(Beginning of Material supplied)
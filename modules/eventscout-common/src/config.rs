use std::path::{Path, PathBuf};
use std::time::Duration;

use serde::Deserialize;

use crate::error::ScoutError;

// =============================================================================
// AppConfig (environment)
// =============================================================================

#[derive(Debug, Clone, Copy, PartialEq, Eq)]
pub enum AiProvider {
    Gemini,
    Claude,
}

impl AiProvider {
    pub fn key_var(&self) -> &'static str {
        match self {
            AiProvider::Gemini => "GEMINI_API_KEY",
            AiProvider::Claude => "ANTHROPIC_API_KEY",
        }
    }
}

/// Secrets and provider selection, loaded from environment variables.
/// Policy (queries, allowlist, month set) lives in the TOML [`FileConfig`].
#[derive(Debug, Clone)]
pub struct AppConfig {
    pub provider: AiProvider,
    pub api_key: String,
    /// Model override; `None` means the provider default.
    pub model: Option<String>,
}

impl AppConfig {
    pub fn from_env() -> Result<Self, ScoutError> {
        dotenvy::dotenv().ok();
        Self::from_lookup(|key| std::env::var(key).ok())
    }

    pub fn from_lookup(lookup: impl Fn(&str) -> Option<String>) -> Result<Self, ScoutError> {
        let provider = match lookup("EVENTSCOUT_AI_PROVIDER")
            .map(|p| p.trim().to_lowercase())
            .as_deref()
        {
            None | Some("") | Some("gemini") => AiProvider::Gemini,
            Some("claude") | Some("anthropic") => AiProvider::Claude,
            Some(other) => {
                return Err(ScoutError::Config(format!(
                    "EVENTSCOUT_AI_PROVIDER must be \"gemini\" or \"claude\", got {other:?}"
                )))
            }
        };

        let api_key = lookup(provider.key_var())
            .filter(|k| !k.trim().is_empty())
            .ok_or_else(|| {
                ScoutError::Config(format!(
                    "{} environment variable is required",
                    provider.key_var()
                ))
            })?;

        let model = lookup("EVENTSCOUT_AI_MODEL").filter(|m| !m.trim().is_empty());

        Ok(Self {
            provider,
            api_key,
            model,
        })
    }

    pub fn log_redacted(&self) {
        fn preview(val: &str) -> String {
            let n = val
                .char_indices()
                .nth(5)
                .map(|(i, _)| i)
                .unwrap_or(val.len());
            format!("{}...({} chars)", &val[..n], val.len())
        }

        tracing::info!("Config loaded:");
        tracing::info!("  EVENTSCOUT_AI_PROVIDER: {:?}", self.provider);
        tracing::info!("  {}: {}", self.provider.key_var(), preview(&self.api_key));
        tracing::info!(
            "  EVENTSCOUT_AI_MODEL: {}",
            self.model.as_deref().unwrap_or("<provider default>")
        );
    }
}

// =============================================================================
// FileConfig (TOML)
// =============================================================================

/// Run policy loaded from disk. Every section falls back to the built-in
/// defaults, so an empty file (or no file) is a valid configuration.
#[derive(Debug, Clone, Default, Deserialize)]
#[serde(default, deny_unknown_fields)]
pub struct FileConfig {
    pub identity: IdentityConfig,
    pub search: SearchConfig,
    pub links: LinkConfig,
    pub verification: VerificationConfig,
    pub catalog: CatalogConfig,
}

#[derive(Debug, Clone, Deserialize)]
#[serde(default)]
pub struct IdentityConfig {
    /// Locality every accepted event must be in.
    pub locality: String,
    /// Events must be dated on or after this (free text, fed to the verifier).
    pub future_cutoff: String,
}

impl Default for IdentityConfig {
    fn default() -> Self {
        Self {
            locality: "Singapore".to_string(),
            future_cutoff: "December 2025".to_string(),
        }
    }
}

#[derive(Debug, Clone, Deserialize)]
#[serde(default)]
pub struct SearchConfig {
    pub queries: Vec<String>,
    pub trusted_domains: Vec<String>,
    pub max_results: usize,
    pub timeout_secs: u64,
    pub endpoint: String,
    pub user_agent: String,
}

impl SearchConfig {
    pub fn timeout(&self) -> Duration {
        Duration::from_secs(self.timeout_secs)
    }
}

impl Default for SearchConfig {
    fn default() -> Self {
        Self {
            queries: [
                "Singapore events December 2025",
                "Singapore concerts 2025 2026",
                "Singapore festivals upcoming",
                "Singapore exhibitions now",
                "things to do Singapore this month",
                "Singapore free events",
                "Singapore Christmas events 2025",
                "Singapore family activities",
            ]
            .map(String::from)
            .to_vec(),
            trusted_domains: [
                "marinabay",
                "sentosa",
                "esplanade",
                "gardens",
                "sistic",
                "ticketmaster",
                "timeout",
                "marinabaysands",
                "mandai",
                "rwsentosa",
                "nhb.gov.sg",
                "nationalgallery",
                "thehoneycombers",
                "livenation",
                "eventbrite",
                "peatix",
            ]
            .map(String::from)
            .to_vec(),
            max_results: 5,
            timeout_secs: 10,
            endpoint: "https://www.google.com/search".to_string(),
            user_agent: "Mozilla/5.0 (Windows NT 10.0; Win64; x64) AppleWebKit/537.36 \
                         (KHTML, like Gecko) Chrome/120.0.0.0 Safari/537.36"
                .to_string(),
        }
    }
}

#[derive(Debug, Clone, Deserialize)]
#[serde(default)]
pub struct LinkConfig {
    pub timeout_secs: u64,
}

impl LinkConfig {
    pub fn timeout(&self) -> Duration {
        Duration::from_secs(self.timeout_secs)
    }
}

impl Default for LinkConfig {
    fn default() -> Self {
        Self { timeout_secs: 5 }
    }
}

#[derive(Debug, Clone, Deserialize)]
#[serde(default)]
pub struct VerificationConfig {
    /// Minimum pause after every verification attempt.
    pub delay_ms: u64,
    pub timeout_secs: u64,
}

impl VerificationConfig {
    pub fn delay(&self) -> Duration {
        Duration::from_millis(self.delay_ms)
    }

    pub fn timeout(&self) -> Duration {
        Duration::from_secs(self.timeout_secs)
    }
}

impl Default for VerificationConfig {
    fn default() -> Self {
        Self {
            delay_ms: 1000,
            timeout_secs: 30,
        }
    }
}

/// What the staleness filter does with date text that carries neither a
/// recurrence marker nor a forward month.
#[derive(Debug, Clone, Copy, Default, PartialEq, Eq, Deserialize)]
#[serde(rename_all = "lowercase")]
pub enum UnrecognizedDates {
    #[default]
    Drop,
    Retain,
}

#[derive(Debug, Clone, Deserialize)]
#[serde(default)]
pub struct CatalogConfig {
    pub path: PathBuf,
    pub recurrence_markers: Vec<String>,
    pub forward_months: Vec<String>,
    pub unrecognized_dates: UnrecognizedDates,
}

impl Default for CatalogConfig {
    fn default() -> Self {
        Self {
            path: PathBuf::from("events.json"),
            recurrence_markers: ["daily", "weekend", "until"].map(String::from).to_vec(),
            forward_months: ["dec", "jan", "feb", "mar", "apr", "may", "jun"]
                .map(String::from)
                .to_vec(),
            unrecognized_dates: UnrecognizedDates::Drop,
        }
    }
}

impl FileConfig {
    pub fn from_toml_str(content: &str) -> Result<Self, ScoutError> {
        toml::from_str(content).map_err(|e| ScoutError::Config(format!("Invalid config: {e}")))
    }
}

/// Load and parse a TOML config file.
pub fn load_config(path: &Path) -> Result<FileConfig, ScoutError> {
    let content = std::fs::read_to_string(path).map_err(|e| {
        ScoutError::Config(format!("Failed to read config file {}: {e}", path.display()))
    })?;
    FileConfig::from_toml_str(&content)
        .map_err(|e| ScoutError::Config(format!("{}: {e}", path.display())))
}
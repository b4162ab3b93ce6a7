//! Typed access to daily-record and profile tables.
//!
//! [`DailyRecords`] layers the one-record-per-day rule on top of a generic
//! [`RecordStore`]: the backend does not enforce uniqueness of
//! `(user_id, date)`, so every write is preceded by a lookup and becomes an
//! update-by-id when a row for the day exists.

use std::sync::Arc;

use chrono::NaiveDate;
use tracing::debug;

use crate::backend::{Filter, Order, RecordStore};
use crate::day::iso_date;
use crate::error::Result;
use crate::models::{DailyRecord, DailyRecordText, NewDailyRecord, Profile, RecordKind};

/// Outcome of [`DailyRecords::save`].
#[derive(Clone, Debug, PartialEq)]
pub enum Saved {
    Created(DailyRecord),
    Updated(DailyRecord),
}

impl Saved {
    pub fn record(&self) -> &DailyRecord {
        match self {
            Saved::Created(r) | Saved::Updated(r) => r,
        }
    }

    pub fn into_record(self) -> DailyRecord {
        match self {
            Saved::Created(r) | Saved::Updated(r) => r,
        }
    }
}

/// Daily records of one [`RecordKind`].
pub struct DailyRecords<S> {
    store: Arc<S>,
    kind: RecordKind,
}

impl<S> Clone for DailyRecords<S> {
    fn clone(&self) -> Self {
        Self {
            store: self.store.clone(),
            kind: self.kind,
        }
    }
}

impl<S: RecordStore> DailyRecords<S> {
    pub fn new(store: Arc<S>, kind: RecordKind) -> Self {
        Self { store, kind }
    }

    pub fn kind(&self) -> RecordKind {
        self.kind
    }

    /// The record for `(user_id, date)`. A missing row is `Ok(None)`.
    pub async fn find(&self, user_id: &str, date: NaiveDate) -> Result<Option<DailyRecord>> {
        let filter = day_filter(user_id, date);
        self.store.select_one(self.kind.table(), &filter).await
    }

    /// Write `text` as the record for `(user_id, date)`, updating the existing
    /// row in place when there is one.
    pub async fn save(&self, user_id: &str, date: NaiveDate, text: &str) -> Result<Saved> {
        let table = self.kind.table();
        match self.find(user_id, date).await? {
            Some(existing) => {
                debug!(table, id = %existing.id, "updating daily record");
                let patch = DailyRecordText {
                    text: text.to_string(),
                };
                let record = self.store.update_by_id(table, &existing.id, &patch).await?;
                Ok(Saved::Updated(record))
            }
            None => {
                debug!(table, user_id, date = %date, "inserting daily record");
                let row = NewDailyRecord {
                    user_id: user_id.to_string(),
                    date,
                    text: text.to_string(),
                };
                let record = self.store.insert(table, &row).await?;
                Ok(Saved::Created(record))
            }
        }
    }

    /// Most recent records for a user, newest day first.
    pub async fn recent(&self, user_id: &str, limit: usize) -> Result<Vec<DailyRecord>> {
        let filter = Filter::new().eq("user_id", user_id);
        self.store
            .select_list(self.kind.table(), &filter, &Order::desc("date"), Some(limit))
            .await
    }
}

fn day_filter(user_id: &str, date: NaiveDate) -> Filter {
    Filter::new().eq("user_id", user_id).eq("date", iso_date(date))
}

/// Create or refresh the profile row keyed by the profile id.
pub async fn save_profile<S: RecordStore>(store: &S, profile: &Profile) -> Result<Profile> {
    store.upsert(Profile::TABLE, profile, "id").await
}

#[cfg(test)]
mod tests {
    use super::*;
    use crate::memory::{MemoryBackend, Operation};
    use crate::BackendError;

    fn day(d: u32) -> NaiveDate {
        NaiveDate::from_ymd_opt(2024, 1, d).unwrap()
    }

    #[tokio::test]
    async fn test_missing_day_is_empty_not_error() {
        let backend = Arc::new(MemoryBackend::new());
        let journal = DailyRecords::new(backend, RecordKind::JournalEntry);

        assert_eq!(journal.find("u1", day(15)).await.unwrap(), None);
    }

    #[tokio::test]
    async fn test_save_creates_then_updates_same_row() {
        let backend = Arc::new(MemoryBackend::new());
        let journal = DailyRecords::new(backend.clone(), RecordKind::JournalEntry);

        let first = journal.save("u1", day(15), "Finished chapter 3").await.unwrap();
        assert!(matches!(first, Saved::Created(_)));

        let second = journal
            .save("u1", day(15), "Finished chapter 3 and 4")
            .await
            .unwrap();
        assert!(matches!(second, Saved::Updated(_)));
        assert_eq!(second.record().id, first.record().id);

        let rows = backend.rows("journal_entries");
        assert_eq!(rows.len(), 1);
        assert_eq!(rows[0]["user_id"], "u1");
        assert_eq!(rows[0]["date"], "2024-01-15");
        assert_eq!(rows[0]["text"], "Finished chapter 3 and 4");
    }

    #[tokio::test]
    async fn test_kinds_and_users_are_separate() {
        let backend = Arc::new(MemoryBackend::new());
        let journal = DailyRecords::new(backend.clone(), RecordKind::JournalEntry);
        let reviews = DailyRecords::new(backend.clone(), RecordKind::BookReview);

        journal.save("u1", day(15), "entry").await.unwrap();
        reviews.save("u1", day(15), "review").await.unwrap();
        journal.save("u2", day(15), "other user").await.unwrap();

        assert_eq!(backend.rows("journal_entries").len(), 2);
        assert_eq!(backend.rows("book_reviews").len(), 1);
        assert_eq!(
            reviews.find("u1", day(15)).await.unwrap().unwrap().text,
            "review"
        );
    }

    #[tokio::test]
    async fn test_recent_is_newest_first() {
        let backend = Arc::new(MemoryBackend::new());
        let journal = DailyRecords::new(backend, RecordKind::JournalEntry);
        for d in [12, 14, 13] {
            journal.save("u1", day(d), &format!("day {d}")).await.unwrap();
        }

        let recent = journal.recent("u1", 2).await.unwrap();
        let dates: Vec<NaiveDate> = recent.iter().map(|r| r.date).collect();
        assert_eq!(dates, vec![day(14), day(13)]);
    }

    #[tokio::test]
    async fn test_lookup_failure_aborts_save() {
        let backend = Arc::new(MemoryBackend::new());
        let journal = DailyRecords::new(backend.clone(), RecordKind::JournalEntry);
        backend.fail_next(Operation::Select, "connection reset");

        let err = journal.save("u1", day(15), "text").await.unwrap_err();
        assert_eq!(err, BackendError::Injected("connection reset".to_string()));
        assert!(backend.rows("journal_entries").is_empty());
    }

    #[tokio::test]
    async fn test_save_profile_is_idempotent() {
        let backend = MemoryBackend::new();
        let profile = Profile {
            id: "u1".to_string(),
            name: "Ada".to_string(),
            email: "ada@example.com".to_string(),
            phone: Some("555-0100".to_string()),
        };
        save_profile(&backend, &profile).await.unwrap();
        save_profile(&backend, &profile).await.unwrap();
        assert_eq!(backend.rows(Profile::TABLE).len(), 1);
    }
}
(End of Material supplied)
→ Assignment
Your response should contain each line of the listing in which the word "Singapore" occurs.

→ Result for this task
            locality: "Singapore".to_string(),
                "Singapore events December 2025",
                "Singapore concerts 2025 2026",
                "Singapore festivals upcoming",
                "Singapore exhibitions now",
                "things to do Singapore this month",
                "Singapore free events",
                "Singapore Christmas events 2025",
                "Singapore family activities",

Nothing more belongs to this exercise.